*** Task input Section Begins ***
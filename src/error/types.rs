//! Error types
//!
//! Defines the validation error taxonomy, the rejection returned by the
//! submission gate, and the top-level application error.

use std::fmt;
use std::io;

use crate::validation::{Field, PasswordRequirement};

/// Generic message shown for any failed credential comparison.
///
/// Deliberately identical whether the email or the password was wrong.
pub const CREDENTIAL_MISMATCH_MESSAGE: &str = "Invalid email or password. Please try again.";

/// Field-level validation errors
#[derive(Debug, Clone, PartialEq, Eq)]
pub enum ValidationError {
    FieldRequired(Field),
    FieldTooShort { field: Field, min: usize },
    FieldFormatInvalid(Field),
    PasswordWeak(Vec<PasswordRequirement>),
    FieldMismatch(Field),
    CredentialMismatch,
}

impl ValidationError {
    /// The field this error is attached to, if any.
    ///
    /// `CredentialMismatch` belongs to the whole form.
    pub fn field(&self) -> Option<Field> {
        match self {
            ValidationError::FieldRequired(field)
            | ValidationError::FieldTooShort { field, .. }
            | ValidationError::FieldFormatInvalid(field)
            | ValidationError::FieldMismatch(field) => Some(*field),
            ValidationError::PasswordWeak(_) => Some(Field::Password),
            ValidationError::CredentialMismatch => None,
        }
    }
}

impl fmt::Display for ValidationError {
    fn fmt(&self, f: &mut fmt::Formatter<'_>) -> fmt::Result {
        match self {
            ValidationError::FieldRequired(Field::ConfirmPassword) => {
                write!(f, "Please confirm your password")
            }
            ValidationError::FieldRequired(field) => write!(f, "{} is required", field.label()),
            ValidationError::FieldTooShort { field, min } => {
                write!(f, "{} must be at least {} characters", field.subject(), min)
            }
            ValidationError::FieldFormatInvalid(Field::Email) => {
                write!(f, "Please enter a valid email address (example@domain.com)")
            }
            ValidationError::FieldFormatInvalid(field) => {
                write!(f, "{} has an invalid format", field.label())
            }
            ValidationError::PasswordWeak(unmet) => {
                let parts: Vec<String> = unmet.iter().map(|r| r.to_string()).collect();
                write!(f, "Password must contain {}", parts.join(", "))
            }
            ValidationError::FieldMismatch(Field::ConfirmPassword) => {
                write!(f, "Passwords do not match")
            }
            ValidationError::FieldMismatch(field) => write!(f, "{} does not match", field.label()),
            ValidationError::CredentialMismatch => write!(f, "{}", CREDENTIAL_MISMATCH_MESSAGE),
        }
    }
}

impl std::error::Error for ValidationError {}

/// A rejected signup or login attempt with its ordered error list
#[derive(Debug, Clone, PartialEq, Eq)]
pub struct Rejection {
    errors: Vec<ValidationError>,
}

impl Rejection {
    pub fn new(errors: Vec<ValidationError>) -> Self {
        Self { errors }
    }

    /// Rejection carrying only the generic credential mismatch.
    pub fn credential_mismatch() -> Self {
        Self::new(vec![ValidationError::CredentialMismatch])
    }

    pub fn errors(&self) -> &[ValidationError] {
        &self.errors
    }

    /// Human-readable messages in display order.
    pub fn messages(&self) -> Vec<String> {
        self.errors.iter().map(|e| e.to_string()).collect()
    }

    pub fn len(&self) -> usize {
        self.errors.len()
    }

    pub fn is_empty(&self) -> bool {
        self.errors.is_empty()
    }
}

impl fmt::Display for Rejection {
    fn fmt(&self, f: &mut fmt::Formatter<'_>) -> fmt::Result {
        write!(f, "{}", self.messages().join("; "))
    }
}

impl std::error::Error for Rejection {}

impl From<ValidationError> for Rejection {
    fn from(error: ValidationError) -> Self {
        Rejection::new(vec![error])
    }
}

/// Errors that end the console session
#[derive(Debug)]
pub enum AppError {
    Config(config::ConfigError),
    Io(io::Error),
}

impl fmt::Display for AppError {
    fn fmt(&self, f: &mut fmt::Formatter<'_>) -> fmt::Result {
        match self {
            AppError::Config(e) => write!(f, "Configuration error: {}", e),
            AppError::Io(e) => write!(f, "I/O error: {}", e),
        }
    }
}

impl std::error::Error for AppError {}

impl From<config::ConfigError> for AppError {
    fn from(error: config::ConfigError) -> Self {
        AppError::Config(error)
    }
}

impl From<io::Error> for AppError {
    fn from(error: io::Error) -> Self {
        AppError::Io(error)
    }
}

#[cfg(test)]
mod tests {
    use super::*;

    #[test]
    fn test_required_messages() {
        assert_eq!(
            ValidationError::FieldRequired(Field::Name).to_string(),
            "Name is required"
        );
        assert_eq!(
            ValidationError::FieldRequired(Field::ConfirmPassword).to_string(),
            "Please confirm your password"
        );
    }

    #[test]
    fn test_too_short_uses_subject() {
        let err = ValidationError::FieldTooShort {
            field: Field::City,
            min: 2,
        };
        assert_eq!(err.to_string(), "City name must be at least 2 characters");
    }

    #[test]
    fn test_password_weak_lists_unmet_rules() {
        let err = ValidationError::PasswordWeak(vec![
            PasswordRequirement::MinLength(6),
            PasswordRequirement::Uppercase,
        ]);
        assert_eq!(
            err.to_string(),
            "Password must contain at least 6 characters, one uppercase letter"
        );
    }

    #[test]
    fn test_rejection_messages_keep_order() {
        let rejection = Rejection::new(vec![
            ValidationError::FieldRequired(Field::Email),
            ValidationError::FieldRequired(Field::Password),
        ]);
        assert_eq!(
            rejection.messages(),
            vec!["Email is required", "Password is required"]
        );
        assert_eq!(rejection.len(), 2);
    }

    #[test]
    fn test_credential_mismatch_has_no_field() {
        assert_eq!(ValidationError::CredentialMismatch.field(), None);
        assert_eq!(
            Rejection::credential_mismatch().messages(),
            vec![CREDENTIAL_MISMATCH_MESSAGE]
        );
    }
}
*** Task input Section Ends ***
> [What the task requires] Working through the records, copy each line in which the word "least" appears.

> [Solution]
                write!(f, "{} must be at least {} characters", field.subject(), min)
        assert_eq!(err.to_string(), "City name must be at least 2 characters");
            "Password must contain at least 6 characters, one uppercase letter"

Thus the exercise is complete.